Strawberries add a colorful twist to this lightly sweetened omelet.
Makes 2 servings
¼ cup sour cream
2 tablespoons heavy cream
2 tablespoons powdered sugar (divided use)
Pinch of lemon zest
1 cup sliced fresh strawberries
¼ teaspoon vanilla
2 teaspoons flour
2 tablespoons butter (divided use)
In a small bowl, mix sour cream, heavy cream, 1 tablespoon of powdered sugar and lemon zest. Set aside. In another small bowl, mix 2 teaspoons of powdered sugar with sliced strawberries.
In 2 medium bowls, separate the eggs: yolks in one, whites in the other. To the yolks, add remaining 1 teaspoon powdered sugar and vanilla. Whisk for 30 seconds. Clean the whisk thoroughly and then whisk the egg whites until they are frothy and light, about 2 minutes. Gently add the whites to the yolk mixture and stir to combine. Add flour into combined egg mixture and stir.

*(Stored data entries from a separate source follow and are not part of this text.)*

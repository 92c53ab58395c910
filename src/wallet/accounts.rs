//! Account registry
//!
//! Loads and saves accounts.json and imports credentials pasted as free text.

use std::collections::HashSet;
use std::path::PathBuf;

use chrono::{DateTime, Utc};
use regex::Regex;
use tokio::sync::{Mutex, RwLock};
use tracing::{debug, info, warn};

use crate::error::Result;
use crate::persist;

use super::signer::TransactionSigner;
use super::types::{Account, Credential};

lazy_static::lazy_static! {
    /// 64 hex characters, optionally 0x-prefixed, not part of a longer hex run
    static ref CREDENTIAL_PATTERN: Regex =
        Regex::new(r"\b(?:0[xX])?([0-9a-fA-F]{64})\b").expect("static regex");
}

/// Outcome of an import
#[derive(Debug, Clone, Default, PartialEq, Eq)]
pub struct ImportSummary {
    /// Distinct candidate tokens in the text
    pub found: usize,
    pub imported: usize,
    /// Already present (by address, case-insensitive)
    pub duplicates: usize,
    /// Tokens that did not yield an address
    pub invalid: usize,
    /// Addresses of newly imported accounts
    pub addresses: Vec<String>,
}

/// Pull distinct credential candidates out of arbitrary text
pub fn extract_credentials(text: &str) -> Vec<Credential> {
    let mut seen = HashSet::new();
    CREDENTIAL_PATTERN
        .captures_iter(text)
        .filter_map(|caps| caps.get(1))
        .map(|m| Credential::new(m.as_str()))
        .filter(|c| seen.insert(c.expose().to_string()))
        .collect()
}

/// Persisted list of monitored accounts
pub struct AccountStore {
    accounts: RwLock<Vec<Account>>,
    path: Option<PathBuf>,
    file_lock: Mutex<()>,
}

impl AccountStore {
    /// In-memory store, never persisted
    pub fn new() -> Self {
        Self {
            accounts: RwLock::new(Vec::new()),
            path: None,
            file_lock: Mutex::new(()),
        }
    }

    /// Load accounts.json. A missing file is an empty registry.
    pub async fn load(path: impl Into<PathBuf>) -> Result<Self> {
        let path = path.into();
        let accounts: Vec<Account> = persist::read_json(&path).await?.unwrap_or_default();

        info!("Loaded {} accounts", accounts.len());

        Ok(Self {
            accounts: RwLock::new(accounts),
            path: Some(path),
            file_lock: Mutex::new(()),
        })
    }

    pub async fn list(&self) -> Vec<Account> {
        self.accounts.read().await.clone()
    }

    pub async fn len(&self) -> usize {
        self.accounts.read().await.len()
    }

    pub async fn is_empty(&self) -> bool {
        self.accounts.read().await.is_empty()
    }

    /// Import every valid credential found in `text`.
    ///
    /// Each new account is enabled on `enabled_backends`. The registry is
    /// saved when anything was added.
    pub async fn import_text(
        &self,
        text: &str,
        signer: &dyn TransactionSigner,
        enabled_backends: &[String],
    ) -> ImportSummary {
        let candidates = extract_credentials(text);
        let mut summary = ImportSummary {
            found: candidates.len(),
            ..Default::default()
        };

        {
            let mut accounts = self.accounts.write().await;
            let mut known: HashSet<String> = accounts.iter().map(|a| a.address_key()).collect();

            for credential in candidates {
                let address = match signer.derive_address(&credential) {
                    Ok(address) => address,
                    Err(e) => {
                        debug!("Rejected credential {}: {}", credential.hint(), e);
                        summary.invalid += 1;
                        continue;
                    }
                };

                let account = Account::new(address, credential, enabled_backends.to_vec());
                if !known.insert(account.address_key()) {
                    summary.duplicates += 1;
                    continue;
                }

                info!("Imported account {}", account.address);
                summary.addresses.push(account.address.clone());
                accounts.push(account);
                summary.imported += 1;
            }
        }

        if summary.imported > 0 {
            self.persist_or_warn().await;
        }

        summary
    }

    /// Refresh the per-backend check time of an account
    pub async fn touch(&self, address: &str, backend_id: &str, at: DateTime<Utc>) {
        let key = address.to_ascii_lowercase();
        let mut accounts = self.accounts.write().await;
        if let Some(account) = accounts.iter_mut().find(|a| a.address_key() == key) {
            account.last_checked.insert(backend_id.to_string(), at);
        }
    }

    pub async fn persist(&self) -> Result<()> {
        let Some(path) = &self.path else {
            return Ok(());
        };

        let _guard = self.file_lock.lock().await;
        let snapshot = self.list().await;
        persist::write_json_atomic(path, &snapshot).await
    }

    pub async fn persist_or_warn(&self) {
        if let Err(e) = self.persist().await {
            warn!("Failed to persist accounts: {}", e);
        }
    }
}

impl Default for AccountStore {
    fn default() -> Self {
        Self::new()
    }
}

Heat an 8-inch skillet over medium heat. Add 1 tablespoon of butter and allow to melt, swirling it around the pan. Do not let butter brown. Add half of egg mixture to skillet. As eggs cook, lift edge with a spatula to allow uncooked eggs to run beneath. When the top of the flattened omelet is almost cooked, flip gently with spatula and allow to cook 10 more seconds.
Place half of the strawberries down the middle of the omelet and then fold in half. Slide omelet onto a plate and top with a sprinkle of powdered sugar and a dollop of sweetened sour cream. Serve immediately.
Repeat procedure with second omelet.